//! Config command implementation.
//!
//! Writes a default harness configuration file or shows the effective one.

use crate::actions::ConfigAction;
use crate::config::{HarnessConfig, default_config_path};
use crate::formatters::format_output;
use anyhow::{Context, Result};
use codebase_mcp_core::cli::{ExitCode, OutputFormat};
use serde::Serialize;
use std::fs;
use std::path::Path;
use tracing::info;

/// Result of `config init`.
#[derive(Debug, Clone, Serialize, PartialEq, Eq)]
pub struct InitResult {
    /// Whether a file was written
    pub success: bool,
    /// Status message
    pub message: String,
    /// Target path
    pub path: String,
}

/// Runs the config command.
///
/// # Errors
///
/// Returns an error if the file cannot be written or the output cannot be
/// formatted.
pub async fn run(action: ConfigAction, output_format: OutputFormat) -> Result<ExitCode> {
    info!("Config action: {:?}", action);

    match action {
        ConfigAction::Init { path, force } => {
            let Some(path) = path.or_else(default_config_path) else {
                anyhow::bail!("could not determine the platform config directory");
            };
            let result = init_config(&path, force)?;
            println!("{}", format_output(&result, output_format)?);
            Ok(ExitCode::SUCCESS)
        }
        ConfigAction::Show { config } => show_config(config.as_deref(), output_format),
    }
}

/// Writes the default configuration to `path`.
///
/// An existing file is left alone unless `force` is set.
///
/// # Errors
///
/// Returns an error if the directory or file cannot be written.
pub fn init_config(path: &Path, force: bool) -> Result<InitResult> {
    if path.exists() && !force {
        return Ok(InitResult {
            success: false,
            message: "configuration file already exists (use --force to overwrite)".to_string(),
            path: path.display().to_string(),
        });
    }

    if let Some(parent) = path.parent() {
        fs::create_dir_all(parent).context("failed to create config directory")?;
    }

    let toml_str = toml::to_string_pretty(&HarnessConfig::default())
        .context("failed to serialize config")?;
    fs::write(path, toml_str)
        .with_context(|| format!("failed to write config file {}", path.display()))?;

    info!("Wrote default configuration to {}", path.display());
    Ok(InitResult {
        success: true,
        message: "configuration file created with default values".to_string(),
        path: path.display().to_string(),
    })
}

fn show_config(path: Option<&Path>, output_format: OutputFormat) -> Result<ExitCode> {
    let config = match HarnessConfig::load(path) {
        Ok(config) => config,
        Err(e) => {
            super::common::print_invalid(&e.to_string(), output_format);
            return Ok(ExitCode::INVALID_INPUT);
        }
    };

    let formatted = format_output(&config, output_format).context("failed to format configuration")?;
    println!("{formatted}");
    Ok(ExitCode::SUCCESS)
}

══════

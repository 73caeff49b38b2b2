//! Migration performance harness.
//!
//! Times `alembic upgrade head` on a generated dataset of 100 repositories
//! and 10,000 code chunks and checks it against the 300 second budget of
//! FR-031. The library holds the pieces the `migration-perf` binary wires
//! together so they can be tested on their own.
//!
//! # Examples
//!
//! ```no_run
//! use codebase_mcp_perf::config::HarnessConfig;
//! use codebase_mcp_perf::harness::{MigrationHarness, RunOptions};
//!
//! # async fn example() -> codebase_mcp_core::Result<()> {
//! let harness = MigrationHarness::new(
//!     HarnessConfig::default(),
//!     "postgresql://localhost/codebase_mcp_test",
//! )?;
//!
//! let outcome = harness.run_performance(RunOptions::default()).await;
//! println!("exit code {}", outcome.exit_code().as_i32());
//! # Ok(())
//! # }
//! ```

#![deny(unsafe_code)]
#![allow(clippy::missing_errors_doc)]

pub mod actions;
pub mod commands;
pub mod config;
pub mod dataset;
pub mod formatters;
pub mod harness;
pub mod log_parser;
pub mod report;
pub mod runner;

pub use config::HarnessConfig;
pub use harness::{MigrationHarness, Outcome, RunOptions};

══════

Work instructions :: Show all lines above that contain "cannot".

Task response ::
/// Returns an error if the file cannot be written or the output cannot be
/// Returns an error if the directory or file cannot be written.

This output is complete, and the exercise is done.